Speaking of telehealth, that offers a really great bridge, especially for some of the families that we see that live several hours away from Doernbecher Children's Hospital, which is where they get most of their care. Having the ability to avoid that 3-, 4-hour drive is so important. Then again, for diabetes care, I think there's always going to be value in in-person appointments, particularly for things like meter downloads and just having a physician be able to really examine a child and make sure that they're where they should be. Having that flexibility of both options, I think will be really beneficial and a positive that comes out of this.

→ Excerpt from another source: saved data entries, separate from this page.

//! Trial executor
//!
//! Runs the whole query catalog against one (persona, tier) pair. Queries go
//! out one at a time: tiers may share an inference server, and overlapping
//! requests would corrupt the latency numbers. A failed request becomes a
//! failed `TestQueryResult` and the trial moves on to the next query.

use std::sync::Arc;
use std::time::Instant;

use chrono::Utc;
use tracing::{debug, warn};

use crate::backend::{ChatBackend, ChatReply, ChatRequest};
use crate::error::{Error, Result};
use crate::persona::Persona;
use crate::queries::{QueryCatalog, TestQuery};
use crate::results::{ModelTierSummary, SimulationResult, TestQueryResult};
use crate::tiers::ModelTierConfig;

/// Default cap on stored response length, in chars
pub const DEFAULT_MAX_RESPONSE_CHARS: usize = 500;

/// What happened to a single chat request
#[derive(Debug)]
pub enum QueryOutcome {
    Answered { reply: ChatReply, latency_ms: u64 },
    Failed { error: Error },
}

/// Executes trials against a shared backend
#[derive(Clone)]
pub struct TrialExecutor {
    backend: Arc<dyn ChatBackend>,
    catalog: Arc<QueryCatalog>,
    max_response_chars: usize,
}

impl TrialExecutor {
    pub fn new(backend: Arc<dyn ChatBackend>, catalog: Arc<QueryCatalog>) -> Self {
        Self {
            backend,
            catalog,
            max_response_chars: DEFAULT_MAX_RESPONSE_CHARS,
        }
    }

    /// Override the stored response cap
    pub fn with_max_response_chars(mut self, max_response_chars: usize) -> Self {
        self.max_response_chars = max_response_chars;
        self
    }

    pub fn catalog(&self) -> &QueryCatalog {
        &self.catalog
    }

    /// Run every catalog query, in order, for one pair.
    ///
    /// Returns `Err` only when the tier cannot be addressed at all; request
    /// failures are folded into the result.
    pub async fn run_trial(
        &self,
        persona: &Persona,
        tier: &ModelTierConfig,
        verbose: bool,
    ) -> Result<SimulationResult> {
        self.backend.check_target(tier)?;

        let timestamp = Utc::now();
        let started = Instant::now();
        let mut results = Vec::with_capacity(self.catalog.len());

        for query in self.catalog.iter() {
            let outcome = self.execute_query(persona, tier, query).await;
            let result = match outcome {
                QueryOutcome::Answered { reply, latency_ms } => {
                    TestQueryResult::answered(query, reply, latency_ms, self.max_response_chars)
                }
                QueryOutcome::Failed { error } => {
                    warn!(
                        persona = %persona.id,
                        tier = %tier.code,
                        query = %query.id,
                        backend = error.is_backend_error(),
                        error = %error.format_for_log(),
                        "Query failed"
                    );
                    TestQueryResult::failed(query, &error, self.max_response_chars)
                }
            };

            if verbose {
                println!("{}", format_query_line(&result));
            }
            results.push(result);
        }

        let summary = ModelTierSummary::from_results(&results);
        debug!(
            persona = %persona.id,
            tier = %tier.code,
            passed = summary.passed_tests,
            failed = summary.failed_tests,
            "Trial finished"
        );

        Ok(SimulationResult {
            maestro_id: persona.id.clone(),
            maestro_name: persona.display_name.clone(),
            model_tier: tier.code.clone(),
            model_name: tier.model.clone(),
            test_query_results: results,
            summary,
            timestamp,
            duration_ms: started.elapsed().as_millis() as u64,
        })
    }

    /// Issue one timed request
    async fn execute_query(&self, persona: &Persona, tier: &ModelTierConfig, query: &TestQuery) -> QueryOutcome {
        let request = ChatRequest::probe(&persona.system_prompt, &query.prompt);
        let start = Instant::now();

        match self.backend.chat(tier, &request).await {
            Ok(reply) => QueryOutcome::Answered {
                reply,
                latency_ms: start.elapsed().as_millis() as u64,
            },
            Err(error) => QueryOutcome::Failed { error },
        }
    }
}

/// One progress line per query, used in verbose mode
fn format_query_line(result: &TestQueryResult) -> String {
    let mark = if result.passed { "✓" } else { "✗" };
    let mut line = format!("    {} {} ({}ms)", mark, result.test_id, result.latency_ms);
    if !result.safety_violations.is_empty() {
        let tags: Vec<&str> = result.safety_violations.iter().map(|v| v.as_str()).collect();
        line.push_str(&format!(" [{}]", tags.join(", ")));
    }
    line
}

#[cfg(test)]
mod tests {
    use super::*;
    use crate::backend::{MockBackend, MockConfig};
    use crate::detector::SafetyViolation;
    use std::time::Duration;

    fn persona() -> Persona {
        Persona::new("euclide", "Euclide", "Sei Euclide, professore di matematica.")
    }

    fn tier() -> ModelTierConfig {
        ModelTierConfig::new("3b", "llama3.2:3b", "Llama 3.2 3B", "", "http://localhost:11434")
    }

    fn executor(backend: Arc<MockBackend>) -> TrialExecutor {
        TrialExecutor::new(backend, Arc::new(QueryCatalog::standard()))
    }

    #[test]
    fn test_all_queries_pass() {
        let backend = Arc::new(MockBackend::new());
        let result = tokio_test::block_on(executor(backend.clone()).run_trial(&persona(), &tier(), false)).unwrap();

        assert_eq!(result.summary.total_tests, 3);
        assert_eq!(result.summary.passed_tests, 3);
        assert_eq!(result.summary.failed_tests, 0);
        assert!(result.summary.passed);
        assert_eq!(result.maestro_id, "euclide");
        assert_eq!(result.model_name, "llama3.2:3b");
        assert_eq!(backend.call_count(), 3);
    }

    #[test]
    fn test_queries_run_in_catalog_order() {
        let backend = Arc::new(MockBackend::new());
        let exec = executor(backend.clone());
        let result = tokio_test::block_on(exec.run_trial(&persona(), &tier(), false)).unwrap();

        let expected: Vec<String> = exec.catalog().iter().map(|q| q.prompt.clone()).collect();
        let sent: Vec<String> = backend.calls().into_iter().map(|c| c.user_prompt).collect();
        assert_eq!(sent, expected);

        let ids: Vec<&str> = result.test_query_results.iter().map(|r| r.test_id.as_str()).collect();
        assert_eq!(ids, vec!["subject-clarity", "student-struggling", "lesson-structure"]);
    }

    #[tokio::test]
    async fn test_one_failed_query_is_contained() {
        let backend = Arc::new(MockBackend::with_config(MockConfig {
            latency: Duration::from_millis(5),
            fail_calls: [1].into_iter().collect(),
            ..Default::default()
        }));
        let result = executor(backend.clone()).run_trial(&persona(), &tier(), false).await.unwrap();

        assert_eq!(backend.call_count(), 3);
        assert_eq!(result.summary.total_tests, 3);
        assert_eq!(result.summary.failed_tests, 1);
        assert!(!result.summary.passed);

        let failed = &result.test_query_results[1];
        assert!(failed.response.starts_with("ERROR: "));
        assert_eq!(failed.safety_violations, vec![SafetyViolation::QueryFailed]);
        assert_eq!(failed.latency_ms, 0);

        for ok in [&result.test_query_results[0], &result.test_query_results[2]] {
            assert!(ok.passed);
            assert!(ok.latency_ms >= 5, "real latency expected, got {}", ok.latency_ms);
        }
    }

    #[tokio::test]
    async fn test_unreachable_tier_fails_whole_trial() {
        let backend = Arc::new(MockBackend::with_config(MockConfig {
            unreachable_tiers: ["3b".to_string()].into_iter().collect(),
            ..Default::default()
        }));
        let err = executor(backend.clone()).run_trial(&persona(), &tier(), false).await.unwrap_err();

        assert!(matches!(err, Error::InvalidEndpoint { .. }));
        assert_eq!(backend.call_count(), 0);
    }

    #[tokio::test]
    async fn test_stored_response_is_truncated() {
        let backend = Arc::new(MockBackend::answering("x".repeat(2000)));
        let result = executor(backend)
            .with_max_response_chars(200)
            .run_trial(&persona(), &tier(), true)
            .await
            .unwrap();

        assert!(result.test_query_results.iter().all(|r| r.response.chars().count() == 200));
        assert!(result.summary.passed);
    }

    #[tokio::test]
    async fn test_hung_backend_fails_each_query_and_finishes() {
        use crate::backend::{OllamaBackend, OllamaConfig};

        let listener = tokio::net::TcpListener::bind("127.0.0.1:0").await.unwrap();
        let endpoint = format!("http://{}", listener.local_addr().unwrap());
        tokio::spawn(async move {
            let mut held = Vec::new();
            while let Ok((stream, _)) = listener.accept().await {
                held.push(stream);
            }
        });

        let backend = Arc::new(
            OllamaBackend::new(OllamaConfig {
                timeout_secs: 1,
                connect_timeout_secs: 1,
            })
            .unwrap(),
        );
        let tier = ModelTierConfig::new("3b", "llama3.2:3b", "Llama 3.2 3B", "", endpoint);
        let exec = TrialExecutor::new(backend, Arc::new(QueryCatalog::standard()));

        let result = exec.run_trial(&persona(), &tier, false).await.unwrap();

        assert_eq!(result.summary.total_tests, 3);
        assert_eq!(result.summary.failed_tests, 3);
        assert!(!result.summary.passed);
        for r in &result.test_query_results {
            assert!(r.response.starts_with("ERROR: Request to "), "got {}", r.response);
            assert!(r.response.contains("timed out after 1s"));
            assert_eq!(r.safety_violations, vec![SafetyViolation::QueryFailed]);
        }
    }

    #[test]
    fn test_format_query_line() {
        let query = TestQuery::new("q", "p", "d");
        let ok = TestQueryResult::answered(&query, ChatReply { content: "A".repeat(20), ..Default::default() }, 42, 500);
        assert_eq!(format_query_line(&ok), "    ✓ q (42ms)");

        let bad = TestQueryResult::failed(&query, &Error::Internal("x".into()), 500);
        assert!(format_query_line(&bad).contains("[query_failed]"));
    }
}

Then I think supervision is really important. Like I mentioned, we saw that some families didn't do well, but other families really made tremendous progress in terms of diabetes management. And that was partly due to just the bizarre circumstance of having everyone be confined to their house for a long period of time. We had parents that weren't working, which was stressful, but for the first time ever were actually able to supervise and support their child with shots and monitoring carbs and things like that, that they just haven't had the ability to do because they've been working or working multiple jobs. I think as we return to normal, it'll be really important to continue to loop in all those other critical adults that will have supervisory moments with children with diabetes. Things like school nurses, coaches, even that child's friends' parents who may be supervising a playdate, or maybe the adult in the home after school, just so that everyone can be on the same page and can be working to support that kid in managing their health.


Then I think the last thing I would say is just that the social determinants of health really matter. Even if diabetes management is going really well, there's all those other factors like housing, access to nutritious food, mental health, that really can't be ignored and have a tremendous impact on diabetes and also just on overall health and well-being for children.